In conversations, there is often more being shared than the story itself.
I’ve long been attentive to what lives beneath people’s words - the undercurrents that shape how life moves, how choices form, how meaning is made. And at times, certain moments bring that awareness into sharper relief, not as something new, but as something asking to be named more clearly.
A recent conversation with a client made this especially visible.
On the surface, she was speaking about having to move quickly, about higher rent, about money feeling tight. It sounded like pressure, like things becoming more difficult. But beneath the details, what I sensed was not instability - it was reorganization.
Not disruption for the sake of disruption, but uprooting in service of rerouting.
The way it unfolded wasn’t logical. It didn’t follow the tidy progression the mind prefers. And yet, there was a quiet sense of being held - of life responding to her movement in ways that didn’t match her expectations, but met her nonetheless.
Many of us have known this feeling - when life seems to be asking more of us, yet something underneath feels strangely purposeful.
What stood out most was this:
It unfolds slower where we grasp.
Her movement interrupted a long-standing pattern - one shaped early in life. A momentum that said, I have to take care of everything myself. That survival meant effort. That money arrived through strain. That receiving required control.
And when that kind of momentum has been running for years, even abundance moves through effort.
The physical move disrupted that current. It didn’t make things instantly easier, but it created space. And space is what allows new forms of support to find us.
Flow is not ease. Flow is momentum.
I think many of us have been taught - spiritually and culturally - that flow is supposed to feel good. That if things aren’t smooth, abundant, or effortless, we must be blocked or misaligned.
But that isn’t true.
Flow is simply movement.
It’s the direction energy has learned to travel.
Struggle can be flow.
Self-reliance can be flow.
Scarcity can be flow.
Ease can be flow.
The difference isn’t whether we’re in flow - it’s what the flow is organized around.
When our momentum has been shaped by “I’ll do it myself,” life responds faithfully. Support arrives through effort. Money comes through pushing. Stability is maintained by control.
There’s nothing wrong with that. It’s adaptive. It’s intelligent.
But it does narrow the ways receiving can arrive.
Seeing the repair loop
Later that same day, I spoke with a man at the grocery store.
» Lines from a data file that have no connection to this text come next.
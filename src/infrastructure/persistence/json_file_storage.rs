//! File-backed slot storage

use std::fs;
use std::io;
use std::path::{Path, PathBuf};

use tracing::debug;

use crate::application::ports::outbound::{CharacterStoragePort, StorageError};

/// Stores every slot as `<base_dir>/<slot>.json`
///
/// Writes go to a temp file first and are renamed into place, so a crash
/// never leaves a half-written save behind.
#[derive(Debug, Clone)]
pub struct JsonFileStorage {
    base_dir: PathBuf,
}

impl JsonFileStorage {
    /// Open (and create if needed) the storage directory
    pub fn new(base_dir: impl AsRef<Path>) -> Result<Self, StorageError> {
        let base_dir = base_dir.as_ref().to_path_buf();
        fs::create_dir_all(&base_dir)?;
        Ok(Self { base_dir })
    }

    pub fn base_dir(&self) -> &Path {
        &self.base_dir
    }

    fn slot_path(&self, slot: &str) -> Result<PathBuf, StorageError> {
        let valid = !slot.is_empty()
            && slot
                .chars()
                .all(|c| c.is_ascii_alphanumeric() || c == '-' || c == '_');
        if !valid {
            return Err(StorageError::Unavailable(format!(
                "invalid slot name {slot:?}"
            )));
        }
        Ok(self.base_dir.join(format!("{slot}.json")))
    }
}

impl CharacterStoragePort for JsonFileStorage {
    fn read_slot(&self, slot: &str) -> Result<Option<String>, StorageError> {
        let path = self.slot_path(slot)?;
        match fs::read_to_string(&path) {
            Ok(contents) => {
                debug!(path = %path.display(), bytes = contents.len(), "Read slot");
                Ok(Some(contents))
            }
            Err(e) if e.kind() == io::ErrorKind::NotFound => Ok(None),
            Err(e) => Err(e.into()),
        }
    }

    fn write_slot(&self, slot: &str, contents: &str) -> Result<(), StorageError> {
        let path = self.slot_path(slot)?;
        let temp_path = path.with_extension("json.tmp");

        fs::write(&temp_path, contents)?;
        if let Err(e) = fs::rename(&temp_path, &path) {
            let _ = fs::remove_file(&temp_path);
            return Err(e.into());
        }

        debug!(path = %path.display(), bytes = contents.len(), "Wrote slot");
        Ok(())
    }

    fn remove_slot(&self, slot: &str) -> Result<(), StorageError> {
        let path = self.slot_path(slot)?;
        match fs::remove_file(&path) {
            Ok(()) => {
                debug!(path = %path.display(), "Removed slot");
                Ok(())
            }
            Err(e) if e.kind() == io::ErrorKind::NotFound => Ok(()),
            Err(e) => Err(e.into()),
        }
    }
}

#[cfg(test)]
mod tests {
    use super::*;
    use tempfile::TempDir;

    #[test]
    fn test_write_then_read() {
        let dir = TempDir::new().unwrap();
        let storage = JsonFileStorage::new(dir.path()).unwrap();

        storage.write_slot("savedCharacter", "{\"name\":\"Carl\"}").unwrap();

        assert!(dir.path().join("savedCharacter.json").exists());
        assert_eq!(
            storage.read_slot("savedCharacter").unwrap().as_deref(),
            Some("{\"name\":\"Carl\"}")
        );
    }

    #[test]
    fn test_missing_slot_reads_none() {
        let dir = TempDir::new().unwrap();
        let storage = JsonFileStorage::new(dir.path()).unwrap();

        assert!(storage.read_slot("nothing").unwrap().is_none());
        storage.remove_slot("nothing").unwrap();
    }

    #[test]
    fn test_overwrite_and_remove() {
        let dir = TempDir::new().unwrap();
        let storage = JsonFileStorage::new(dir.path().join("nested")).unwrap();

        storage.write_slot("a", "1").unwrap();
        storage.write_slot("a", "2").unwrap();
        assert_eq!(storage.read_slot("a").unwrap().as_deref(), Some("2"));
        assert!(!dir.path().join("nested").join("a.json.tmp").exists());

        storage.remove_slot("a").unwrap();
        assert!(storage.read_slot("a").unwrap().is_none());
    }

    #[test]
    fn test_failed_rename_leaves_no_temp_file() {
        let dir = TempDir::new().unwrap();
        let storage = JsonFileStorage::new(dir.path()).unwrap();
        // A non-empty directory where the slot file should go blocks the rename
        fs::create_dir_all(dir.path().join("blocked.json").join("inner")).unwrap();

        assert!(matches!(
            storage.write_slot("blocked", "{}"),
            Err(StorageError::Io(_))
        ));
        assert!(!dir.path().join("blocked.json.tmp").exists());
    }

    #[test]
    fn test_rejects_path_like_slot_names() {
        let dir = TempDir::new().unwrap();
        let storage = JsonFileStorage::new(dir.path()).unwrap();

        assert!(matches!(
            storage.write_slot("../escape", "{}"),
            Err(StorageError::Unavailable(_))
        ));
        assert!(storage.read_slot("").is_err());
    }
}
He was kind, present, and clearly a father wanting to give what he could. Something in his energy reminded me of waiting for a Christmas bonus many years ago - how that extra money would go straight into making the holidays special. Gifts, experiences, proof of love.
It brought up a familiar cycle:
We work hard.
We stretch.
There’s not much extra.
Then something extra arrives - and we rush to repair what once felt missing.
There’s generosity in that. Love in it.
And there’s also an unconscious loop.
When something larger arrives all at once, it often reveals this pattern clearly. There may be a vision for how it could unfold, how it might support the future. And at the same time, an old reflex can activate - moving quickly to help, to give, to repair - before there is space to feel what is actually being asked.
There was nothing wrong with that.
It simply showed me something.
Sometimes money becomes a stand-in for time, presence, or care we wish we could have given before. When we don’t see that clearly, receiving can turn into depletion again - just in a different form.
Seeing it without judgment is what creates choice next time.
Thresholds make the mechanics visible
I’ve noticed that these patterns are much easier to see when we’re standing in a threshold - when something is changing, dissolving, or reorganizing.
Thresholds thin the story.
They reveal the mechanics beneath our lives:
where energy loops
- where flow narrows
- where receiving gets rerouted into effort or repair
- This isn’t about fixing ourselves.
It’s about witnessing how our creations have been moving all along.
And once we can see the current, we can gently alter it.
We are always in flow
For a long time, I believed flow was something to achieve. A state to arrive at. A sign that I was doing life “right.”
What I see now is simpler - and more freeing.
We are always in flow.
The work isn’t forcing ease or rejecting generosity.
It’s learning what our momentum has been shaped by.
Where we grip.
Where we rush.
Where we allow.
Where we still believe we must manage it all alone.
When we can stand in the river instead of fighting it, we begin to ask different questions—not “What’s wrong?” but “What is this current teaching me?”
And from there, change happens naturally.
Not by pushing.
But by widening the channel
Where in your life might something be reorganizing - not because you’ve failed, but because a different way of receiving is becoming possible?